Question

The range of the function \[y = 3\sin \left( {\sqrt {\dfrac{{{\pi ^2}}}{{16}} - {x^2}} } \right)\] is
1) \[\left[ {0,\sqrt {\dfrac{3}{2}} } \right]\]
2) [0, 1]
3) \[\left[ {0,\dfrac{3}{{\sqrt 2 }}} \right]\]
4) \[[0,\infty ]\]

Answer 1

Hint: A function relates an input to an output. Domain is defined as the entire set of values possible for independent variables. The Range is found after substituting the possible x- values to find the y-values. Here, we are given a function and we need to find the range of the given function. For this, we will find the domain of the function. And then, substitute that value in place of x to get the final output.

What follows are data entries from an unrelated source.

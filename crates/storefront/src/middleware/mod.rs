//! HTTP middleware stack for storefront.
//!
//! # Middleware Order (outermost first)
//!
//! 1. Sentry layers (capture errors, transactions)
//! 2. `TraceLayer` (request spans)
//! 3. Request ID (add unique ID to each request)
//! 4. Security headers (CSP, frame denial, etc.)
//! 5. Session layer (tower-sessions with `PostgreSQL` store)
//! 6. Rate limiting on the auth routes (governor)

pub mod auth;
pub mod rate_limit;
pub mod request_id;
pub mod security_headers;
pub mod session;

pub use auth::{CurrentSession, clear_current_session, set_current_session, sign_in_session};
pub use rate_limit::{RateLimiterLayer, auth_rate_limiter};
pub use request_id::request_id_middleware;
pub use security_headers::security_headers_middleware;
pub use session::{create_session_layer, postgres_store};
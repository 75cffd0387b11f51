//! Rate limiting middleware using governor and `tower_governor`.
//!
//! The auth routes are rate limited per client IP (~10/min) to slow down
//! credential stuffing against the hosted auth API.

use std::net::{IpAddr, SocketAddr};
use std::sync::Arc;

use axum::extract::ConnectInfo;
use axum::http::Request;
use governor::clock::QuantaInstant;
use governor::middleware::NoOpMiddleware;
use tower_governor::{GovernorError, GovernorLayer, governor::GovernorConfigBuilder};

// =============================================================================
// Client IP Key Extractor
// =============================================================================

/// Key extractor that prefers proxy headers (`CF-Connecting-IP`,
/// `X-Forwarded-For`, `X-Real-IP`) and falls back to the peer address.
#[derive(Clone, Copy)]
pub struct ClientIpKeyExtractor;

/// First parseable IP in `header`; for lists, the leftmost entry.
fn header_ip<T>(req: &Request<T>, header: &str) -> Option<IpAddr> {
    req.headers()
        .get(header)
        .and_then(|v| v.to_str().ok())
        .and_then(|s| s.split(',').next())
        .and_then(|s| s.trim().parse::<IpAddr>().ok())
}

impl tower_governor::key_extractor::KeyExtractor for ClientIpKeyExtractor {
    type Key = IpAddr;

    fn extract<T>(&self, req: &Request<T>) -> Result<Self::Key, GovernorError> {
        header_ip(req, "cf-connecting-ip")
            .or_else(|| header_ip(req, "x-forwarded-for"))
            .or_else(|| header_ip(req, "x-real-ip"))
            .or_else(|| {
                req.extensions()
                    .get::<ConnectInfo<SocketAddr>>()
                    .map(|ConnectInfo(addr)| addr.ip())
            })
            .ok_or(GovernorError::UnableToExtractKey)
    }
}

// =============================================================================
// Rate Limiter Configuration
// =============================================================================

/// Rate limiter layer type for Axum.
pub type RateLimiterLayer =
    GovernorLayer<ClientIpKeyExtractor, NoOpMiddleware<QuantaInstant>, axum::body::Body>;

/// Create rate limiter for auth endpoints: ~10 requests per minute per IP.
///
/// Configuration: 1 request every 6 seconds (replenish), burst of 5.
///
/// # Panics
///
/// This function will not panic. The configuration uses only valid positive
/// integers (`per_second(6)` and `burst_size(5)`), which are always accepted
/// by `GovernorConfigBuilder`.
#[must_use]
pub fn auth_rate_limiter() -> RateLimiterLayer {
    let config = GovernorConfigBuilder::default()
        .key_extractor(ClientIpKeyExtractor)
        .per_second(6) // Replenish 1 token every 6 seconds (~10/minute)
        .burst_size(5) // Allow burst of 5 requests
        .finish()
        .expect("rate limiter config with per_second(6) and burst_size(5) is valid");
    GovernorLayer::new(Arc::new(config))
}
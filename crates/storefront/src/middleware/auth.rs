//! Current-user extraction.
//!
//! The signed-in user lives in the browser session as an [`AuthSession`].
//! [`CurrentSession`] reads it at request start, refreshing an expired
//! access token on the way; a session whose refresh fails is dropped and the
//! request continues signed out.

use axum::{extract::FromRequestParts, http::request::Parts};
use chrono::Utc;
use tower_sessions::Session;

use crate::models::AuthSession;
use crate::models::session::keys;
use crate::services::AuthGateway;
use crate::state::AppState;

/// Extractor for the signed-in user's backend session, if any.
///
/// # Example
///
/// ```rust,ignore
/// async fn handler(CurrentSession(session): CurrentSession) -> impl IntoResponse {
///     match session {
///         Some(s) => format!("Hello, {}!", s.user.email),
///         None => "Hello, guest!".to_string(),
///     }
/// }
/// ```
pub struct CurrentSession(pub Option<AuthSession>);

impl FromRequestParts<AppState> for CurrentSession {
    type Rejection = std::convert::Infallible;

    async fn from_request_parts(
        parts: &mut Parts,
        state: &AppState,
    ) -> Result<Self, Self::Rejection> {
        // Get the session from extensions (set by SessionManagerLayer)
        let Some(session) = parts.extensions.get::<Session>() else {
            return Ok(Self(None));
        };

        let stored = match session.get::<AuthSession>(keys::AUTH_SESSION).await {
            Ok(stored) => stored,
            Err(e) => {
                tracing::warn!("Failed to read auth session: {e}");
                None
            }
        };
        let Some(stored) = stored else {
            return Ok(Self(None));
        };

        let previous_token = stored.access_token.clone();
        let restored = AuthGateway::new(state.backend())
            .restore(stored, Utc::now())
            .await;

        let write = match &restored {
            Some(current) if current.access_token != previous_token => {
                set_current_session(session, current).await
            }
            Some(_) => Ok(()),
            None => clear_current_session(session).await,
        };
        if let Err(e) = write {
            tracing::warn!("Failed to update auth session: {e}");
        }

        Ok(Self(restored))
    }
}

/// Helper to store the signed-in user's backend session.
///
/// Cycles the session id first so a pre-login session id cannot be reused.
///
/// # Errors
///
/// Returns an error if the session cannot be modified.
pub async fn sign_in_session(
    session: &Session,
    auth: &AuthSession,
) -> Result<(), tower_sessions::session::Error> {
    session.cycle_id().await?;
    set_current_session(session, auth).await
}

/// Helper to set the current backend session.
///
/// # Errors
///
/// Returns an error if the session cannot be modified.
pub async fn set_current_session(
    session: &Session,
    auth: &AuthSession,
) -> Result<(), tower_sessions::session::Error> {
    session.insert(keys::AUTH_SESSION, auth).await
}

/// Helper to clear the current backend session (sign-out).
///
/// # Errors
///
/// Returns an error if the session cannot be modified.
pub async fn clear_current_session(
    session: &Session,
) -> Result<(), tower_sessions::session::Error> {
    session.remove::<AuthSession>(keys::AUTH_SESSION).await?;
    Ok(())
}
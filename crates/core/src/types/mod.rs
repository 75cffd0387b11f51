//! Core types for ShopHub.
//!
//! This module provides type-safe wrappers for common domain concepts.

pub mod email;
pub mod id;
pub mod price;
pub mod product;
pub mod quantity;

pub use email::{Email, EmailError};
pub use id::*;
pub use price::{Price, PriceError};
pub use product::{CartLine, CartProduct, NewProduct, Product};
pub use quantity::{Quantity, QuantityError};
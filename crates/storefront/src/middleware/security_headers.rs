//! Security headers middleware for XSS, clickjacking, and isolation protection.
//!
//! Adds restrictive security headers to all responses. Start locked down and
//! loosen only when specific functionality requires it.

use axum::{
    extract::{Request, State},
    http::{
        HeaderName, HeaderValue,
        header::{
            CONTENT_SECURITY_POLICY, REFERRER_POLICY, X_CONTENT_TYPE_OPTIONS, X_FRAME_OPTIONS,
        },
    },
    middleware::Next,
    response::Response,
};

use crate::config::StorefrontConfig;
use crate::state::AppState;

/// Build the Content Security Policy.
///
/// Product images may be served by the backend's storage (which can be plain
/// HTTP in local development) or by any HTTPS CDN.
#[must_use]
pub fn content_security_policy(config: &StorefrontConfig) -> String {
    let mut directives = vec![
        "default-src 'none'".to_string(),
        "script-src 'self'".to_string(),
        "style-src 'self'".to_string(),
        "font-src 'self'".to_string(),
        format!("img-src 'self' https: {}", config.backend.origin()),
        "connect-src 'self'".to_string(),
        "frame-src 'none'".to_string(),
        "object-src 'none'".to_string(),
        "base-uri 'self'".to_string(),
        "form-action 'self'".to_string(),
        "frame-ancestors 'none'".to_string(),
    ];
    if config.is_https() {
        directives.push("upgrade-insecure-requests".to_string());
    }
    directives.join("; ")
}

/// Add security headers to all responses.
///
/// Headers applied:
/// - `X-Frame-Options: DENY` - Prevent clickjacking
/// - `X-Content-Type-Options: nosniff` - Prevent MIME sniffing
/// - `Referrer-Policy: no-referrer` - Zero referrer leakage
/// - `Content-Security-Policy` - Strict CSP, see [`content_security_policy`]
/// - `Permissions-Policy` - Deny sensitive features
/// - `Cache-Control: no-store, max-age=0` - Pages carry per-user cart state
/// - `Cross-Origin-Opener-Policy: same-origin` - Process isolation
/// - `Cross-Origin-Resource-Policy: same-origin` - Resource isolation
/// - `Cross-Origin-Embedder-Policy: credentialless` - Isolation that still
///   admits CDN product images without CORP headers
pub async fn security_headers_middleware(
    State(state): State<AppState>,
    request: Request,
    next: Next,
) -> Response {
    let mut response = next.run(request).await;
    let headers = response.headers_mut();

    headers.insert(X_FRAME_OPTIONS, HeaderValue::from_static("DENY"));
    headers.insert(X_CONTENT_TYPE_OPTIONS, HeaderValue::from_static("nosniff"));
    headers.insert(REFERRER_POLICY, HeaderValue::from_static("no-referrer"));

    match HeaderValue::from_str(&content_security_policy(state.config())) {
        Ok(csp) => {
            headers.insert(CONTENT_SECURITY_POLICY, csp);
        }
        Err(e) => tracing::error!("Invalid Content-Security-Policy header: {e}"),
    }

    headers.insert(
        HeaderName::from_static("permissions-policy"),
        HeaderValue::from_static(
            "accelerometer=(), \
             camera=(), \
             display-capture=(), \
             geolocation=(), \
             gyroscope=(), \
             magnetometer=(), \
             microphone=(), \
             payment=(), \
             usb=(), \
             xr-spatial-tracking=()",
        ),
    );

    // Static assets set their own caching; everything else is per-user.
    if !headers.contains_key(axum::http::header::CACHE_CONTROL) {
        headers.insert(
            axum::http::header::CACHE_CONTROL,
            HeaderValue::from_static("no-store, max-age=0"),
        );
    }

    headers.insert(
        HeaderName::from_static("cross-origin-opener-policy"),
        HeaderValue::from_static("same-origin"),
    );
    headers.insert(
        HeaderName::from_static("cross-origin-resource-policy"),
        HeaderValue::from_static("same-origin"),
    );
    headers.insert(
        HeaderName::from_static("cross-origin-embedder-policy"),
        HeaderValue::from_static("credentialless"),
    );

    response
}

#[cfg(test)]
#[allow(clippy::unwrap_used)]
mod tests {
    use std::time::Duration;

    use secrecy::SecretString;
    use url::Url;

    use super::*;
    use crate::config::BackendConfig;

    fn config(base_url: &str, backend_url: &str) -> StorefrontConfig {
        StorefrontConfig {
            database_url: SecretString::from("postgres://localhost/shophub"),
            host: "127.0.0.1".parse().unwrap(),
            port: 3000,
            base_url: base_url.to_string(),
            backend: BackendConfig {
                url: Url::parse(backend_url).unwrap(),
                anon_key: SecretString::from("anon"),
                product_cache_ttl: Duration::ZERO,
                timeout: Duration::from_secs(10),
            },
            sentry_dsn: None,
            sentry_environment: None,
            sentry_sample_rate: 1.0,
            sentry_traces_sample_rate: 1.0,
        }
    }

    #[test]
    fn test_csp_allows_backend_images() {
        let csp = content_security_policy(&config(
            "http://localhost:3000",
            "http://127.0.0.1:54321",
        ));
        assert!(csp.contains("img-src 'self' https: http://127.0.0.1:54321"));
        assert!(csp.contains("default-src 'none'"));
        assert!(!csp.contains("upgrade-insecure-requests"));
    }

    #[test]
    fn test_csp_upgrades_on_https() {
        let csp = content_security_policy(&config(
            "https://shop.example.com",
            "https://demo.backend.test",
        ));
        assert!(csp.ends_with("upgrade-insecure-requests"));
    }
}
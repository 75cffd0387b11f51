//! Authentication error types and backend error classification.

use shophub_core::ValidationError;
use thiserror::Error;

use crate::backend::BackendError;
use crate::notifications::Toast;

/// Errors that can occur during authentication operations.
///
/// The display text is what the user is shown.
#[derive(Debug, Error)]
pub enum AuthError {
    /// The form was rejected before reaching the backend.
    #[error("{0}")]
    Validation(#[from] ValidationError),

    /// Wrong email or password.
    #[error("Invalid email or password")]
    InvalidCredentials,

    /// The account exists but its email has not been confirmed.
    #[error("Please confirm your email address")]
    EmailNotConfirmed,

    /// Sign-up with an email that already has an account.
    #[error("An account with this email already exists")]
    UserAlreadyExists,

    /// The backend rejected the password.
    #[error("Password is too weak")]
    WeakPassword,

    /// Any other sign-in failure.
    #[error("Failed to sign in")]
    SignInFailed(#[source] BackendError),

    /// Any other sign-up failure.
    #[error("Failed to create account")]
    SignUpFailed(#[source] BackendError),
}

impl AuthError {
    /// Toast heading for this error.
    #[must_use]
    pub const fn title(&self) -> &'static str {
        match self {
            Self::Validation(ValidationError::InvalidEmail(_)) => "Invalid Email",
            Self::Validation(ValidationError::PasswordTooShort { .. }) => "Invalid Password",
            Self::Validation(ValidationError::PasswordMismatch) => "Passwords Don't Match",
            Self::InvalidCredentials | Self::EmailNotConfirmed | Self::SignInFailed(_) => {
                "Sign In Failed"
            }
            Self::UserAlreadyExists | Self::WeakPassword | Self::SignUpFailed(_) => {
                "Sign Up Failed"
            }
        }
    }

    /// Toast body for this error.
    #[must_use]
    pub fn user_message(&self) -> String {
        match self {
            Self::Validation(ValidationError::PasswordMismatch) => {
                "Please make sure both passwords are the same".to_string()
            }
            other => other.to_string(),
        }
    }

    /// Error toast for this failure.
    #[must_use]
    pub fn toast(&self) -> Toast {
        Toast::error(self.title(), self.user_message())
    }

    /// Whether the backend call itself failed (as opposed to the user's
    /// input being wrong).
    #[must_use]
    pub const fn is_backend_failure(&self) -> bool {
        matches!(self, Self::SignInFailed(_) | Self::SignUpFailed(_))
    }
}

/// Map a failed sign-in to a user-facing error.
///
/// The structured error code decides when present; the message text is
/// the fallback for backends that only send a description.
pub(crate) fn classify_sign_in(err: BackendError) -> AuthError {
    match err.code() {
        Some("invalid_credentials") => return AuthError::InvalidCredentials,
        Some("email_not_confirmed") => return AuthError::EmailNotConfirmed,
        _ => {}
    }

    let message = err.message();
    if contains_ignore_case(&message, "Invalid login credentials") {
        AuthError::InvalidCredentials
    } else if contains_ignore_case(&message, "Email not confirmed") {
        AuthError::EmailNotConfirmed
    } else {
        AuthError::SignInFailed(err)
    }
}

/// Map a failed sign-up to a user-facing error.
pub(crate) fn classify_sign_up(err: BackendError) -> AuthError {
    match err.code() {
        Some("user_already_exists" | "email_exists") => return AuthError::UserAlreadyExists,
        Some("weak_password") => return AuthError::WeakPassword,
        _ => {}
    }

    let message = err.message();
    if contains_ignore_case(&message, "User already registered") {
        AuthError::UserAlreadyExists
    } else if contains_ignore_case(&message, "Password should be at least") {
        AuthError::WeakPassword
    } else {
        AuthError::SignUpFailed(err)
    }
}

fn contains_ignore_case(haystack: &str, needle: &str) -> bool {
    haystack.to_lowercase().contains(&needle.to_lowercase())
}
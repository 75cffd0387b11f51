//! ShopHub Storefront - Public e-commerce site.
//!
//! This binary serves the storefront on port 3000.
//!
//! # Architecture
//!
//! - Axum web framework with HTMX for interactivity
//! - Askama templates for server-side rendering
//! - Hosted backend (REST + auth API) for products, carts and accounts
//! - `PostgreSQL` for browser sessions only
//!
//! # Security
//!
//! This binary only holds the backend's public (anon) key. Every cart
//! request is made with the signed-in user's access token, so row-level
//! policies on the backend decide what a user can read and write.

#![cfg_attr(not(test), forbid(unsafe_code))]

use std::net::SocketAddr;
use std::sync::Arc;
use std::time::Duration;

use axum::extract::State;
use axum::http::StatusCode;
use axum::{Router, middleware::from_fn, middleware::from_fn_with_state, routing::get};
use secrecy::ExposeSecret;
use sentry::integrations::tracing as sentry_tracing;
use sqlx::PgPool;
use sqlx::postgres::PgPoolOptions;
use tower_http::services::ServeDir;
use tower_http::trace::{DefaultOnResponse, OnResponse, TraceLayer};
use tracing::Span;
use tracing_subscriber::{layer::SubscriberExt, util::SubscriberInitExt};

use shophub_storefront::backend::HostedBackend;
use shophub_storefront::config::StorefrontConfig;
use shophub_storefront::middleware::{
    create_session_layer, postgres_store, request_id_middleware, security_headers_middleware,
};
use shophub_storefront::routes;
use shophub_storefront::state::AppState;

/// Initialize Sentry error tracking and return guard that must be kept alive.
fn init_sentry(config: &StorefrontConfig) -> Option<sentry::ClientInitGuard> {
    let dsn = config.sentry_dsn.as_ref()?;

    let guard = sentry::init((
        dsn.as_str(),
        sentry::ClientOptions {
            release: sentry::release_name!(),
            environment: config
                .sentry_environment
                .clone()
                .map(std::borrow::Cow::Owned),
            sample_rate: config.sentry_sample_rate,
            traces_sample_rate: config.sentry_traces_sample_rate,
            attach_stacktrace: true,
            ..Default::default()
        },
    ));

    tracing::info!("Sentry initialized");
    Some(guard)
}

/// Filter tracing events to Sentry event types.
fn sentry_event_filter(metadata: &tracing::Metadata<'_>) -> sentry_tracing::EventFilter {
    match *metadata.level() {
        tracing::Level::ERROR | tracing::Level::WARN => sentry_tracing::EventFilter::Event,
        tracing::Level::INFO | tracing::Level::DEBUG => sentry_tracing::EventFilter::Breadcrumb,
        _ => sentry_tracing::EventFilter::Ignore,
    }
}

/// Create the session store connection pool.
async fn create_pool(config: &StorefrontConfig) -> Result<PgPool, sqlx::Error> {
    PgPoolOptions::new()
        .max_connections(10)
        .min_connections(2)
        .acquire_timeout(Duration::from_secs(10))
        .connect(config.database_url.expose_secret())
        .await
}

#[tokio::main]
async fn main() {
    // Load configuration from environment (needed for Sentry init)
    let config = StorefrontConfig::from_env().expect("Failed to load configuration");

    // Initialize Sentry (must be done before tracing subscriber)
    let _sentry_guard = init_sentry(&config);

    // Defaults to info level for our crate if RUST_LOG is not set
    let env_filter = tracing_subscriber::EnvFilter::try_from_default_env()
        .unwrap_or_else(|_| "shophub_storefront=info,tower_http=debug".into());

    tracing_subscriber::registry()
        .with(env_filter)
        .with(tracing_subscriber::fmt::layer())
        .with(sentry_tracing::layer().event_filter(sentry_event_filter))
        .init();

    let pool = create_pool(&config)
        .await
        .expect("Failed to create database pool");
    tracing::info!("Database pool created");

    // NOTE: The session table is NOT created automatically on startup.
    // Run: cargo run -p shophub-cli -- migrate sessions

    let backend = HostedBackend::new(&config.backend).expect("Failed to create backend client");
    tracing::info!(backend = %config.backend.origin(), "Backend client created");

    let state = AppState::new(config.clone(), Arc::new(backend), Some(pool.clone()));

    let session_layer = create_session_layer(postgres_store(&pool), &config);

    // Build router
    let app = Router::new()
        .route("/health", get(health))
        .route("/health/ready", get(readiness))
        .merge(routes::rate_limited_routes())
        .nest_service("/static", ServeDir::new("crates/storefront/static"))
        .layer(session_layer)
        .layer(from_fn_with_state(state.clone(), security_headers_middleware))
        // Inside the trace layer so the id lands on the request span
        .layer(from_fn(request_id_middleware))
        .layer(
            TraceLayer::new_for_http()
                .make_span_with(|request: &axum::http::Request<_>| {
                    tracing::info_span!(
                        "http_request",
                        method = %request.method(),
                        uri = %request.uri(),
                        request_id = tracing::field::Empty,
                        status = tracing::field::Empty,
                        latency_ms = tracing::field::Empty,
                    )
                })
                .on_response(
                    |response: &axum::http::Response<_>, latency: Duration, span: &Span| {
                        span.record("status", response.status().as_u16());
                        span.record(
                            "latency_ms",
                            u64::try_from(latency.as_millis()).unwrap_or(u64::MAX),
                        );
                        DefaultOnResponse::default().on_response(response, latency, span);
                    },
                ),
        )
        .with_state(state)
        // Sentry layers (outermost for full request coverage)
        .layer(sentry_tower::NewSentryLayer::new_from_top())
        .layer(sentry_tower::SentryHttpLayer::new().enable_transaction());

    // Start server
    let addr = config.socket_addr();
    tracing::info!("storefront listening on {}", addr);

    let listener = tokio::net::TcpListener::bind(addr)
        .await
        .expect("Failed to bind to address");

    // Client addresses key the auth rate limiter
    axum::serve(
        listener,
        app.into_make_service_with_connect_info::<SocketAddr>(),
    )
    .with_graceful_shutdown(shutdown_signal())
    .await
    .expect("Server error");
}

/// Liveness health check endpoint.
///
/// Returns "ok" if the server is running. Does not check dependencies.
async fn health() -> &'static str {
    "ok"
}

/// Readiness health check endpoint.
///
/// Verifies session store connectivity before returning OK.
/// Returns 503 Service Unavailable if the database is not reachable.
async fn readiness(State(state): State<AppState>) -> StatusCode {
    let Some(pool) = state.pool() else {
        return StatusCode::OK;
    };
    match sqlx::query("SELECT 1").fetch_one(pool).await {
        Ok(_) => StatusCode::OK,
        Err(_) => StatusCode::SERVICE_UNAVAILABLE,
    }
}

/// Wait for shutdown signal (Ctrl+C or SIGTERM).
async fn shutdown_signal() {
    let ctrl_c = async {
        tokio::signal::ctrl_c()
            .await
            .expect("Failed to install Ctrl+C handler");
    };

    #[cfg(unix)]
    let terminate = async {
        tokio::signal::unix::signal(tokio::signal::unix::SignalKind::terminate())
            .expect("Failed to install signal handler")
            .recv()
            .await;
    };

    #[cfg(not(unix))]
    let terminate = std::future::pending::<()>();

    tokio::select! {
        () = ctrl_c => {},
        () = terminate => {},
    }

    tracing::info!("Shutdown signal received, starting graceful shutdown");
}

Complete step-by-step answer:
Given that,
\[y = 3\sin \left( {\sqrt {\dfrac{{{\pi ^2}}}{{16}} - {x^2}} } \right)\]
Here, we will find the range of this function, as below
\[\dfrac{{{\pi ^2}}}{{16}} - {x^2} \geqslant 0\]
\[ \Rightarrow \dfrac{{{\pi ^2}}}{{16}} \geqslant {x^2}\]
\[ \Rightarrow {x^2} \leqslant \dfrac{{{\pi ^2}}}{{16}}\]
\[ \Rightarrow 0 \leqslant {x^2} \leqslant \dfrac{{{\pi ^2}}}{{16}}\]
Thus, here the range of the domain is \[\left[ {0,\dfrac{\pi }{4}} \right]\] .
Let \[y = f(x) = 3\sin \left( {\sqrt {\dfrac{{{\pi ^2}}}{{16}} - {x^2}} } \right)\] -------- (1)
First, we will find y-min as below:
\[{y_{\min }}\] will be min when\[\dfrac{{{\pi ^2}}}{{16}}\] should be min.
This means that \[{x^2}\] should be maximum.
\[ \Rightarrow {x^2}\] will be max at \[\dfrac{{{\pi ^2}}}{{16}}\] .
\[\therefore {x^2} = \dfrac{{{\pi ^2}}}{{16}}\] (i.e. we are using \[x = \dfrac{\pi }{4}\])
Thus, substituting this value in equation (1), we will get,
\[\therefore {y_{\min }} = 3\sin \left( {\sqrt {\dfrac{{{\pi ^2}}}{{16}} - \dfrac{{{\pi ^2}}}{{16}}} } \right)\]
\[ \Rightarrow {y_{\min }} = 3\sin (0)\]
\[ \Rightarrow {y_{\min }} = 3(0)\] \[(\because \sin (0) = 0)\]
\[ \Rightarrow {y_{\min }} = 0\]
Next, to find y-max as below:
\[{y_{\max }}\] will be max, when \[\dfrac{{{\pi ^2}}}{{16}}\] will be max.
This means that x2 will be mine.
\[ \Rightarrow {x^2} = 0\] (i.e. we are using x = 0 here)
Thus, substituting this value in equation (1), we will get,
\[\therefore {y_{\max }} = 3\sin \left( {\sqrt {\dfrac{{{\pi ^2}}}{{16}} - 0} } \right)\]
\[ \Rightarrow {y_{\max }} = 3\sin \left( {\dfrac{\pi }{4}} \right)\]
\[ \Rightarrow {y_{\max }} = 3 \times \dfrac{1}{{\sqrt 2 }}\] \[\left( {\because \sin \left( {\dfrac{\pi }{4}} \right) = \dfrac{1}{{\sqrt 2 }}} \right)\]
\[ \Rightarrow {y_{\max }} = \dfrac{3}{{\sqrt 2 }}\]
Thus, \[y \in \left[ {0,\dfrac{3}{{\sqrt 2 }}} \right]\]
So, the correct answer is “Option 3”.

Note: Let, \[f(x) = y = 3\sin \left( {\sqrt {\dfrac{{{\pi ^2}}}{{16}} - {x^2}} } \right)\]
Thus, here the range of the domain is \[\left[ {0,\dfrac{\pi }{4}} \right]\] .
First, we will substitute x = 0 in the given equation:
\[\therefore f(0) = 3\sin \left( {\sqrt {\dfrac{{{\pi ^2}}}{{16}} - {{(0)}^2}} } \right)\]
\[ \Rightarrow f(0) = 3\sin \left( {\sqrt {\dfrac{{{\pi ^2}}}{{16}}} } \right)\]
\[ \Rightarrow f(0) = 3\sin \left( {\dfrac{\pi }{4}} \right)\]
\[ \Rightarrow f(0) = 3 \times \dfrac{1}{{\sqrt 2 }}\] \[\left( {\because \sin \left( {\dfrac{\pi }{4}} \right) = \dfrac{1}{{\sqrt 2 }}} \right)\]
\[ \Rightarrow f(0) = \dfrac{3}{{\sqrt 2 }}\]
Next, we will substitute \[x = \dfrac{\pi }{4}\] in the given equation:
Similarly, we will get, \[f(\dfrac{\pi }{4}) = \dfrac{3}{{\sqrt 2 }}\] .
Hence, the range of the given function is \[\left[ {0,\dfrac{3}{{\sqrt 2 }}} \right]\] .